PSS, propensity score stratification; FVL, Factor V Leiden; PE, pulmonary embolism; CVD, cardiovascular disease; DVT, deep vein thrombosis.
Variance ratios: age, 1.0675 (pre), 1.0134 (post); Elixhauser sum, 0.9957 (pre), 1.1166 (post).
Mortality
There was no significant difference in in-hospital mortality for patients with FVL after CABG procedures compared to those without FVL (OR: 0.96; 95% CI: 0.52–1.78; p = 0.89). Patients who died were more likely to be female (OR male: 0.59; 95% CI: 0.49–0.72; p < 0.001) and have history of liver disease (OR: 3.31; 95% CI: 2.48–4.42; p < 0.001). Higher Elixhauser comorbidity indexes (OR: 1.75; 95% CI: 1.47–2.10; p < 0.001) and age (OR: 1.02; 95% CI: 1.00–1.04; p = 0.013) increased the odds of mortality. Admissions where patients died were not more or less likely to have a history of DVT (OR: 0.73; 95% CI: 0.51–1.04; p = 0.081) and PE (OR: 0.92; 95% CI: 0.55–1.53; p = 0.75). All results described in this paragraph are presented in Table 4.
Table 4
| Variable | Odds Ratio | 95% CI | p-value |
|---|---|---|---|
| FVL | 0.96 | 0.52, 1.78 | 0.89 |
| Male Sex | 0.59 | 0.49, 0.72 | <0.001 |
| Age | 1.02 | 1.00, 1.04 | 0.013 |
| Elixhauser Index | 1.75 | 1.47, 2.10 | <0.001 |
| Previous CVD | 0.80 | 0.56, 1.14 | 0.22 |
| Previous DVT | 0.73 | 0.51, 1.04 | 0.081 |
| Previous PE | 0.92 | 0.55, 1.53 | 0.75 |
In-hospital mortality outcomes.
FVL, Factor V Leiden; CVD, cardiovascular disease; DVT, deep vein thrombosis; PE, pulmonary embolism.

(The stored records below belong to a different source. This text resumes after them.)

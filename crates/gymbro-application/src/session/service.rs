//! Workout session use cases.
//!
//! `WorkoutSessionService` is the entry point transports call with an
//! already-authenticated user ID. It owns no state of its own: every
//! mutation is one read-modify-write cycle through the Session Store.

use crate::session::reconcile::{EndedWorkout, SessionReconciler};
use crate::session::updater::SessionUpdater;
use gymbro_core::config::EngineSettings;
use gymbro_core::error::{GymError, Result};
use gymbro_core::scoring;
use gymbro_core::session::{Record, RecordInput, RecordUpdate, SessionStore, WorkoutSession};
use gymbro_core::user::UserRepository;
use gymbro_core::workout::{Workout, WorkoutRepository};
use std::sync::Arc;

pub struct WorkoutSessionService {
    store: Arc<dyn SessionStore>,
    users: Arc<dyn UserRepository>,
    workouts: Arc<dyn WorkoutRepository>,
    updater: SessionUpdater,
    reconciler: SessionReconciler,
    settings: EngineSettings,
}

impl WorkoutSessionService {
    pub fn new(
        store: Arc<dyn SessionStore>,
        users: Arc<dyn UserRepository>,
        workouts: Arc<dyn WorkoutRepository>,
        settings: EngineSettings,
    ) -> Self {
        Self {
            updater: SessionUpdater::new(store.clone()),
            reconciler: SessionReconciler::new(
                store.clone(),
                users.clone(),
                workouts.clone(),
                &settings,
            ),
            store,
            users,
            workouts,
            settings,
        }
    }

    pub fn settings(&self) -> &EngineSettings {
        &self.settings
    }

    /// Starts a new workout for `user_id`.
    ///
    /// The active flag is set best-effort: if that write fails the session
    /// still exists and the failure is only logged.
    ///
    /// # Errors
    ///
    /// - `GymError::AlreadyActive`: the user already has a session
    pub async fn start(&self, user_id: &str) -> Result<WorkoutSession> {
        let session = WorkoutSession::new(user_id);
        self.store.create(&session).await?;

        if let Err(e) = self.users.set_active(user_id, true).await {
            tracing::warn!(
                target: "gymbro::session",
                user_id = %user_id,
                error = %e,
                "Failed to set active flag"
            );
        }

        tracing::info!(
            target: "gymbro::session",
            user_id = %user_id,
            session_id = %session.session_id,
            "Workout started"
        );
        Ok(session)
    }

    /// Logs a set in the active session.
    ///
    /// # Errors
    ///
    /// - `GymError::Validation`: a field is missing, not positive or too large
    /// - `GymError::NoActiveSession`: the user has no open session
    pub async fn add_record(&self, user_id: &str, input: &RecordInput) -> Result<Record> {
        let set = input.validate()?;
        let max = self.users.find_max(user_id, set.exercise_id).await?;
        let points = scoring::score_set(max.as_ref(), set.weight, set.reps, self.settings.scoring_base);

        let (session, record) = self
            .updater
            .update(user_id, |session| {
                let record = Record::new(
                    &session.session_id,
                    set.exercise_id,
                    set.reps,
                    set.weight,
                    points,
                );
                session.push_record(record.clone());
                Ok(record)
            })
            .await?;

        tracing::debug!(
            target: "gymbro::session",
            user_id = %user_id,
            record_id = %record.record_id,
            exercise_id = record.exercise_id,
            points = record.points,
            total = session.points,
            "Record added"
        );
        Ok(record)
    }

    /// Removes a set and subtracts its points from the session total.
    ///
    /// # Errors
    ///
    /// - `GymError::NotFound`: no such record in the active session
    /// - `GymError::NoActiveSession`: the user has no open session
    pub async fn remove_record(&self, user_id: &str, record_id: &str) -> Result<Record> {
        let (session, removed) = self
            .updater
            .update(user_id, |session| {
                session
                    .remove_record(record_id)
                    .ok_or_else(|| GymError::not_found("Record", record_id))
            })
            .await?;

        tracing::debug!(
            target: "gymbro::session",
            user_id = %user_id,
            record_id = %record_id,
            total = session.points,
            "Record removed"
        );
        Ok(removed)
    }

    /// Replaces reps and weight of a set and rescores it.
    ///
    /// # Errors
    ///
    /// - `GymError::Validation`: a field is missing, not positive or too large
    /// - `GymError::NotFound`: no such record in the active session
    /// - `GymError::NoActiveSession`: the user has no open session
    pub async fn update_record(
        &self,
        user_id: &str,
        record_id: &str,
        input: &RecordUpdate,
    ) -> Result<Record> {
        let (reps, weight) = input.validate()?;

        // A record's exercise never changes, so the baseline can be looked up
        // before the write cycle.
        let exercise_id = self
            .updater
            .load_open(user_id)
            .await?
            .find_record(record_id)
            .map(|r| r.exercise_id)
            .ok_or_else(|| GymError::not_found("Record", record_id))?;
        let max = self.users.find_max(user_id, exercise_id).await?;
        let points = scoring::score_set(max.as_ref(), weight, reps, self.settings.scoring_base);

        let (session, record) = self
            .updater
            .update(user_id, |session| {
                session
                    .update_record(record_id, reps, weight, points)
                    .ok_or_else(|| GymError::not_found("Record", record_id))?;
                session
                    .find_record(record_id)
                    .cloned()
                    .ok_or_else(|| GymError::not_found("Record", record_id))
            })
            .await?;

        tracing::debug!(
            target: "gymbro::session",
            user_id = %user_id,
            record_id = %record_id,
            points = record.points,
            total = session.points,
            "Record updated"
        );
        Ok(record)
    }

    /// Ends the user's workout and persists it.
    ///
    /// # Errors
    ///
    /// - `GymError::NoActiveSession`: no session, or another end owns it
    /// - `GymError::StoreUnavailable`: a store failed mid-way; the session is
    ///   reopened and can be ended again
    pub async fn end(&self, user_id: &str) -> Result<EndedWorkout> {
        self.reconciler
            .reconcile(user_id, None)
            .await?
            .ok_or_else(|| GymError::no_active_session(user_id))
    }

    /// Ends a session observed as stale, unless it has changed since.
    pub async fn end_stale(&self, session: &WorkoutSession) -> Result<Option<EndedWorkout>> {
        self.reconciler
            .reconcile(&session.user_id, Some(session.revision))
            .await
    }

    /// Snapshot of sessions idle longer than the inactivity timeout.
    pub async fn stale_sessions(&self) -> Result<Vec<WorkoutSession>> {
        self.store.list_stale(self.settings.inactivity_timeout).await
    }

    /// Returns a copy of the user's open session.
    ///
    /// # Errors
    ///
    /// - `GymError::NoActiveSession`: none, or it is being ended
    pub async fn current_session(&self, user_id: &str) -> Result<WorkoutSession> {
        self.updater.load_open(user_id).await
    }

    /// Reads back a completed workout owned by `user_id`.
    ///
    /// # Errors
    ///
    /// - `GymError::NotFound`: no such workout
    /// - `GymError::Forbidden`: the workout belongs to another user
    pub async fn get_workout(&self, user_id: &str, workout_id: &str) -> Result<Workout> {
        let workout = self
            .workouts
            .find_by_id(workout_id)
            .await?
            .ok_or_else(|| GymError::not_found("Workout", workout_id))?;

        if workout.user_id != user_id {
            return Err(GymError::forbidden(format!(
                "workout '{}' belongs to another user",
                workout_id
            )));
        }
        Ok(workout)
    }
}
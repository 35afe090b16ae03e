//! Key-value backed Session Store.
//!
//! - `client`: the `KeyValueClient` command set and an in-process client
//! - `session_store`: `KvSessionStore`, the `SessionStore` built on top

mod client;
mod session_store;

pub use client::{CasOutcome, KeyValueClient, MemoryKeyValueClient, ScanPage};
pub use session_store::{DEFAULT_KEY_PREFIX, KvSessionStore};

Generalized linear models were the statistical tests used to analyze this data.
Length of stay
Admissions lasted on average 7% longer for the FVL group compared to the non-FVL group (95% CI: 1.01–1.13; p = 0.025). With every one-point increase in the Elixhauser comorbidity index, patients stayed 9% longer in the hospital (95% CI: 1.08–1.10; p < 0.001). Patients undergoing elective CABG procedures stayed 27% fewer days than patients undergoing non-elective procedures (95% CI: 0.72–0.74; p < 0.001). All results described in this paragraph are presented in Table 5.
Table 5
| Variable | exp(Beta) | 95% CI | p-value |
|---|---|---|---|
| FVL | 1.07 | 1.01, 1.13 | 0.025 |
| Male Sex | 0.95 | 0.94, 0.97 | <0.001 |
| Age | 1.00 | 1.00, 1.00 | <0.001 |
| Elixhauser Index | 1.09 | 1.08, 1.10 | <0.001 |
| Previous CVD | 1.00 | 0.97, 1.02 | 0.78 |
| Previous DVT | −0.67 | −1.0, −0.34 | <0.001 |
| Previous PE | 0.99 | 0.96, 1.03 | 0.70 |
Length of stay outcomes.
FVL, Factor V Leiden; CVD, cardiovascular disease; DVT, deep vein thrombosis; PE, pulmonary embolism.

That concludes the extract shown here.